### DATASET EXTRACT:
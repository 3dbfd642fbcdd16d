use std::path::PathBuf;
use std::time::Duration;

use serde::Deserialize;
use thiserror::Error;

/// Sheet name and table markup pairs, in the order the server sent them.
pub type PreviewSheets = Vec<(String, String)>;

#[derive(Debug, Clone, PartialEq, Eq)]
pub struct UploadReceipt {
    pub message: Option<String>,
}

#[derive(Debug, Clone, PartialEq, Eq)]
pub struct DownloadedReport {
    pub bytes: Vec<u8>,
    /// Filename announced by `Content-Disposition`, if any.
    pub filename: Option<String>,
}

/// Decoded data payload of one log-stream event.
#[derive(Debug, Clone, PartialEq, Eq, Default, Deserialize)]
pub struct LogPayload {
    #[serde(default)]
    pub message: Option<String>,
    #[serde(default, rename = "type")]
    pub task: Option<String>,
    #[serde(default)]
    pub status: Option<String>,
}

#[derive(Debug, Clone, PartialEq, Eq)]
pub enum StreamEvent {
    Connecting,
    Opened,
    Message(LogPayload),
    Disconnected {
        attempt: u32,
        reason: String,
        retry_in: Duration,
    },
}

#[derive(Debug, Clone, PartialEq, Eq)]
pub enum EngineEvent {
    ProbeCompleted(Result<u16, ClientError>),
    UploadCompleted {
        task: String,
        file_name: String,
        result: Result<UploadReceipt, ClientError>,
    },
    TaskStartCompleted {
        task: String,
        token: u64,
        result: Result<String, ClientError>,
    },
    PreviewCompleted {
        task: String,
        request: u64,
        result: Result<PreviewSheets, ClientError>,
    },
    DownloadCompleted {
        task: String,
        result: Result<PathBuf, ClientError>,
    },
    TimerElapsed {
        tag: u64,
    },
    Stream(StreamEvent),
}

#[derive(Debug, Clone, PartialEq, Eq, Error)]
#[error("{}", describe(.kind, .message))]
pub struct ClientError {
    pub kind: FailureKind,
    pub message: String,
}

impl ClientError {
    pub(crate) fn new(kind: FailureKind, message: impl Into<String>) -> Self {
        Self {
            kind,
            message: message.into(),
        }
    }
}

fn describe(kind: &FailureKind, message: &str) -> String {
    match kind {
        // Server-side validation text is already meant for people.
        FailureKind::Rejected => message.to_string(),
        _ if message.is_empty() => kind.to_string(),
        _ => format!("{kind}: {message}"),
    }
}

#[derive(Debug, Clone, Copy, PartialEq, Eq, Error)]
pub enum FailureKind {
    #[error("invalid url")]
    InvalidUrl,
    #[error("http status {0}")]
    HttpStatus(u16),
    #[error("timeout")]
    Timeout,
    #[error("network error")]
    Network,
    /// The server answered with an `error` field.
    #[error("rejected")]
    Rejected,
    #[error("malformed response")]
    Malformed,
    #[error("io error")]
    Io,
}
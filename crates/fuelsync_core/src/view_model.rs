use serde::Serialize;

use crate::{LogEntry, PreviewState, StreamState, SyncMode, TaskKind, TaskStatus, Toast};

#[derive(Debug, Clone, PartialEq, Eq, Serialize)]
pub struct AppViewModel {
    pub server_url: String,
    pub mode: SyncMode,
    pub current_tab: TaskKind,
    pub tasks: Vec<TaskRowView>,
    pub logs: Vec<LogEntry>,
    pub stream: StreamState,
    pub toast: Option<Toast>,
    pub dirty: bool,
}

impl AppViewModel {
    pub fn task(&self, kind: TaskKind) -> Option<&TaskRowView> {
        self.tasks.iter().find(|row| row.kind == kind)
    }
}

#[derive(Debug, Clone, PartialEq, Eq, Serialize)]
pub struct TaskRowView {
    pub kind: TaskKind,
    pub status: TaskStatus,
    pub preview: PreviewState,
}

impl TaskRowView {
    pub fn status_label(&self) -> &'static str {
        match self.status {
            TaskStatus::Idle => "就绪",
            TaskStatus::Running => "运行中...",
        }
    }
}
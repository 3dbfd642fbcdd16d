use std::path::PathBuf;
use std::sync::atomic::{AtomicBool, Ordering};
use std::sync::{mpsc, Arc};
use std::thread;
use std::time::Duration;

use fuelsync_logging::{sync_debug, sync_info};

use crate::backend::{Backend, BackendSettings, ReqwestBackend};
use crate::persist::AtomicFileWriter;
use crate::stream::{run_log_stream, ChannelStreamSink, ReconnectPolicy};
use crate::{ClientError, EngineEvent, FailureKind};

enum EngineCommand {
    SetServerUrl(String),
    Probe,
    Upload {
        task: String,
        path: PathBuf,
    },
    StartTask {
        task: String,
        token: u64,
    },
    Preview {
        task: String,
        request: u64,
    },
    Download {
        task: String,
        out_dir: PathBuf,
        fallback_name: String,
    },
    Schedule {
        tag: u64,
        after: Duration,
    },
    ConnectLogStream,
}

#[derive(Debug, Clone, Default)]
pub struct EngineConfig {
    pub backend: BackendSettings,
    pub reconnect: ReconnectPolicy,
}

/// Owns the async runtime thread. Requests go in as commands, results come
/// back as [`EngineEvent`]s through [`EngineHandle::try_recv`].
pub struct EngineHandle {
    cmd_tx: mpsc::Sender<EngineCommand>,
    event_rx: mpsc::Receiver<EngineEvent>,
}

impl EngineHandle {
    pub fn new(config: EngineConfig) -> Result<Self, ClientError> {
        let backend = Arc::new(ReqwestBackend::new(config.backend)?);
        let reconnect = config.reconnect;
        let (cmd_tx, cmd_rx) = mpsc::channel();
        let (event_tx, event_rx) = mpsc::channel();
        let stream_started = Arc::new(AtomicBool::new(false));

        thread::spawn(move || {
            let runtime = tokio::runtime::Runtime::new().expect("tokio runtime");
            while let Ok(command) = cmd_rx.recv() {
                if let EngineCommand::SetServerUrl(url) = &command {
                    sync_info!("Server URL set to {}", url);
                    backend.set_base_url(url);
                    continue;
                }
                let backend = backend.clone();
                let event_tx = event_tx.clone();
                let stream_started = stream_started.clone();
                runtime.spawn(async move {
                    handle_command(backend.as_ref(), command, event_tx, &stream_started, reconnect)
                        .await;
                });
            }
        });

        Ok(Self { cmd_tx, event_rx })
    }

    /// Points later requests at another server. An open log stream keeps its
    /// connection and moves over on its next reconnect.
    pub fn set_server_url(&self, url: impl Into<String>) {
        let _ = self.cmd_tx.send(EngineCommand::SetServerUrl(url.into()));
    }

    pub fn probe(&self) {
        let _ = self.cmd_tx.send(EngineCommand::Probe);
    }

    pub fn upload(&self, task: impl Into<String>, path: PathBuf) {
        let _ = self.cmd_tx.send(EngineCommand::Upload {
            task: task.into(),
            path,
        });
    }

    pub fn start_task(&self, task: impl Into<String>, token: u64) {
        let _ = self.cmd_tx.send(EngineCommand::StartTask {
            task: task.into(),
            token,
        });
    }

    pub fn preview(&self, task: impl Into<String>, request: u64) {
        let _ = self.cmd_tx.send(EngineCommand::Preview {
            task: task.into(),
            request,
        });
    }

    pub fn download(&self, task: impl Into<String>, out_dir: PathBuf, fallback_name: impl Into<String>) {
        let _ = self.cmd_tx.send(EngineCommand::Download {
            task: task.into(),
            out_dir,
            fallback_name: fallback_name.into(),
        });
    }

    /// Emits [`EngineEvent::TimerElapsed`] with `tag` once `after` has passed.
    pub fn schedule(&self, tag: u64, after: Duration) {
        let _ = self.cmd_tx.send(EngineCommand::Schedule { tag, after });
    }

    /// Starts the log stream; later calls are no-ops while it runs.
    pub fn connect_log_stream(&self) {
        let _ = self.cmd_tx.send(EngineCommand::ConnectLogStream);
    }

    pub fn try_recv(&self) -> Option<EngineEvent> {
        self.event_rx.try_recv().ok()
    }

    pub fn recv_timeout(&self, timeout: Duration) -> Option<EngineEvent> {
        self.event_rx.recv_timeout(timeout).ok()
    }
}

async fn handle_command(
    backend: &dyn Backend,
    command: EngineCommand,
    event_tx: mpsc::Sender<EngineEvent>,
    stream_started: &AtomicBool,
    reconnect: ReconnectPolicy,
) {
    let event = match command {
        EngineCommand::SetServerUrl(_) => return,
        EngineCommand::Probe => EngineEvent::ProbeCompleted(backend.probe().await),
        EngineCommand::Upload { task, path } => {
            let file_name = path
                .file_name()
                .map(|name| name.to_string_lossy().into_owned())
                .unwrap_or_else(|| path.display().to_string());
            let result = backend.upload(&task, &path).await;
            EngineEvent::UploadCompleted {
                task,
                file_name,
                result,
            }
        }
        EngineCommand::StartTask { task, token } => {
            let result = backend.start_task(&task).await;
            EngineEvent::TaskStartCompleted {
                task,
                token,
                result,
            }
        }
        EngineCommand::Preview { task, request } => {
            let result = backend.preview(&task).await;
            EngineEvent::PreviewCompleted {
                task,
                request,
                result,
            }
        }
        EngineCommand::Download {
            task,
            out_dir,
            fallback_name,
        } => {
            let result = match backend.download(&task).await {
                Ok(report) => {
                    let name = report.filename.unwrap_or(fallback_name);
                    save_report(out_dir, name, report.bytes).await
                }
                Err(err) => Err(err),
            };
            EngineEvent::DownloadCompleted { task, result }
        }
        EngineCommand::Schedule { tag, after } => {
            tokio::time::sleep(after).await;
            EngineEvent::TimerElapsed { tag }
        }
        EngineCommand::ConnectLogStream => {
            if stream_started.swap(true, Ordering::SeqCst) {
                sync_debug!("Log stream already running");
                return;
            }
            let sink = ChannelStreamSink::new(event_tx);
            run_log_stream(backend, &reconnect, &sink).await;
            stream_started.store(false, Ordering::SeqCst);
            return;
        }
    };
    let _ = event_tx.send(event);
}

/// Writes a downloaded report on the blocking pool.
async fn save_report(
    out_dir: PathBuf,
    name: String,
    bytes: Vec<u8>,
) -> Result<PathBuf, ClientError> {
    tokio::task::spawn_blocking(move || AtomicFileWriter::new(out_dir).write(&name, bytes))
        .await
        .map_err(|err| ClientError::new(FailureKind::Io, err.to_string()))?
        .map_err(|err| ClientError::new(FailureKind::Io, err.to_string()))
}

### WHAT IS BEING ASKED:
Copy the records above exactly, starting at the line that contains "stream_started.store(false, Ordering::SeqCst);" and ending at the last line, and leave out all earlier lines.

### ANSWER TO THIS PROBLEM:
            stream_started.store(false, Ordering::SeqCst);
            return;
        }
    };
    let _ = event_tx.send(event);
}

/// Writes a downloaded report on the blocking pool.
async fn save_report(
    out_dir: PathBuf,
    name: String,
    bytes: Vec<u8>,
) -> Result<PathBuf, ClientError> {
    tokio::task::spawn_blocking(move || AtomicFileWriter::new(out_dir).write(&name, bytes))
        .await
        .map_err(|err| ClientError::new(FailureKind::Io, err.to_string()))?
        .map_err(|err| ClientError::new(FailureKind::Io, err.to_string()))
}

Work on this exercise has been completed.